Receptor activation for all six murine LPA GPCR subtypes was measured using the transforming growth factor alpha (TGFα) shedding assay. Briefly, HEK293 cells were transiently transfected with plasmids encoding individual LPA receptors, an alkaline phosphatase-conjugated TGFα (AP-TGFα), and the appropriate chimeric Gα proteins. Transfected cells were plated, allowed to adhere, and then stimulated with serial dilutions of Radioprotectin-1 (RP-1) or LPA (18:1) for one hour. The conditioned medium was then transferred to a new plate, and both the cell plate and medium plate were incubated with para-nitrophenylphosphate (p-NPP) substrate. Alkaline phosphatase activity released into the medium, reflecting receptor activation, was quantified by measuring absorbance at 405 nm. Receptor-specific activation was calculated by subtracting the response in mock-transfected cells from the response in receptor-transfected cells.
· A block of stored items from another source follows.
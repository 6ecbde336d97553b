//! HTTP server core implementation
//!
//! This module provides the HttpServer struct and its core methods.

use crate::config::{Config, ServerConfig, Validate};
use crate::server::handlers::health_check;
use crate::server::routes;
use crate::server::state::AppState;
use crate::utils::error::{GatewayError, Result};
use actix_cors::Cors;
use actix_web::{
    App, HttpServer as ActixHttpServer,
    middleware::{DefaultHeaders, Logger},
    web,
};
use std::time::Duration;
use tracing::{info, warn};

/// HTTP server
pub struct HttpServer {
    /// Server configuration
    config: ServerConfig,
    /// Application state
    state: AppState,
}

impl HttpServer {
    /// Create a new HTTP server, connecting the configured upstream gateway
    pub fn new(config: &Config) -> Result<Self> {
        info!("Creating HTTP server");
        let state = AppState::from_config(config.clone())?;
        Ok(Self::with_state(state))
    }

    /// Create a server around prepared state
    pub fn with_state(state: AppState) -> Self {
        Self {
            config: state.config.server().clone(),
            state,
        }
    }

    /// Create the Actix-web application
    pub fn create_app(
        state: web::Data<AppState>,
    ) -> App<
        impl actix_web::dev::ServiceFactory<
            actix_web::dev::ServiceRequest,
            Config = (),
            Response = actix_web::dev::ServiceResponse<impl actix_web::body::MessageBody>,
            Error = actix_web::Error,
            InitError = (),
        >,
    > {
        info!("Setting up routes and middleware");

        let server_config = state.config.server();
        let cors = Self::build_cors(server_config);
        let json_config = web::JsonConfig::default()
            .limit(server_config.max_body_size)
            .error_handler(|err, _req| GatewayError::Validation(err.to_string()).into());

        App::new()
            .app_data(state)
            .app_data(json_config)
            .wrap(cors)
            .wrap(Logger::default())
            .wrap(DefaultHeaders::new().add(("Server", "Bedrock-Chat")))
            .route("/health", web::get().to(health_check))
            .configure(routes::configure_routes)
    }

    fn build_cors(server_config: &ServerConfig) -> Cors {
        let cors_config = &server_config.cors;
        let mut cors = Cors::default();

        if cors_config.enabled {
            if cors_config.allows_all_origins() {
                cors = cors.allow_any_origin();
                cors_config.validate().unwrap_or_else(|e| {
                    warn!(error = %e, "CORS Configuration Warning");
                });
            } else {
                for origin in &cors_config.allowed_origins {
                    cors = cors.allowed_origin(origin);
                }
            }

            let methods: Vec<actix_web::http::Method> = cors_config
                .allowed_methods
                .iter()
                .filter_map(|m| m.parse().ok())
                .collect();
            if !methods.is_empty() {
                cors = cors.allowed_methods(methods);
            }

            let headers: Vec<actix_web::http::header::HeaderName> = cors_config
                .allowed_headers
                .iter()
                .filter_map(|h| h.parse().ok())
                .collect();
            if !headers.is_empty() {
                cors = cors.allowed_headers(headers);
            }

            cors = cors.max_age(cors_config.max_age as usize);

            if cors_config.allow_credentials {
                cors = cors.supports_credentials();
            }
        }

        cors
    }

    /// Start the HTTP server
    pub async fn start(self) -> Result<()> {
        let bind_addr = self.config.address();
        let workers = self.config.worker_count();

        info!("Starting HTTP server on {} ({} workers)", bind_addr, workers);

        let state = web::Data::new(self.state);

        let server = ActixHttpServer::new(move || Self::create_app(state.clone()))
            .workers(workers)
            .client_request_timeout(Duration::from_secs(self.config.timeout))
            .bind(&bind_addr)
            .map_err(|e| Self::format_bind_error(e, &bind_addr))?
            .run();

        info!("HTTP server listening on {}", bind_addr);

        server
            .await
            .map_err(|e| GatewayError::Internal(format!("Server error: {}", e)))?;

        info!("HTTP server stopped");
        Ok(())
    }

    fn format_bind_error(error: std::io::Error, bind_addr: &str) -> GatewayError {
        if error.kind() == std::io::ErrorKind::AddrInUse {
            GatewayError::Config(format!(
                "Address {} is already in use; change server.port or set PORT",
                bind_addr
            ))
        } else {
            GatewayError::Io(error)
        }
    }

    /// Get server configuration
    pub fn config(&self) -> &ServerConfig {
        &self.config
    }

    /// Get application state
    pub fn state(&self) -> &AppState {
        &self.state
    }
}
For LPA4, LPA5, and LPA6 transfections, a dual LPA1/3 antagonist was included to block interference from endogenously expressed receptors. [1]

Cell Viability Assay [1]
Cell Types: MEF cells, IEC-6 cells
Tested Concentrations: 0 μM, 0.1 μM, 0.3 μM, 1.0 μM, 3 μM
Incubation Duration: 15 minutes
Experimental Results: Doxorubicin by gamma radiation and radiomimetic chemotherapy.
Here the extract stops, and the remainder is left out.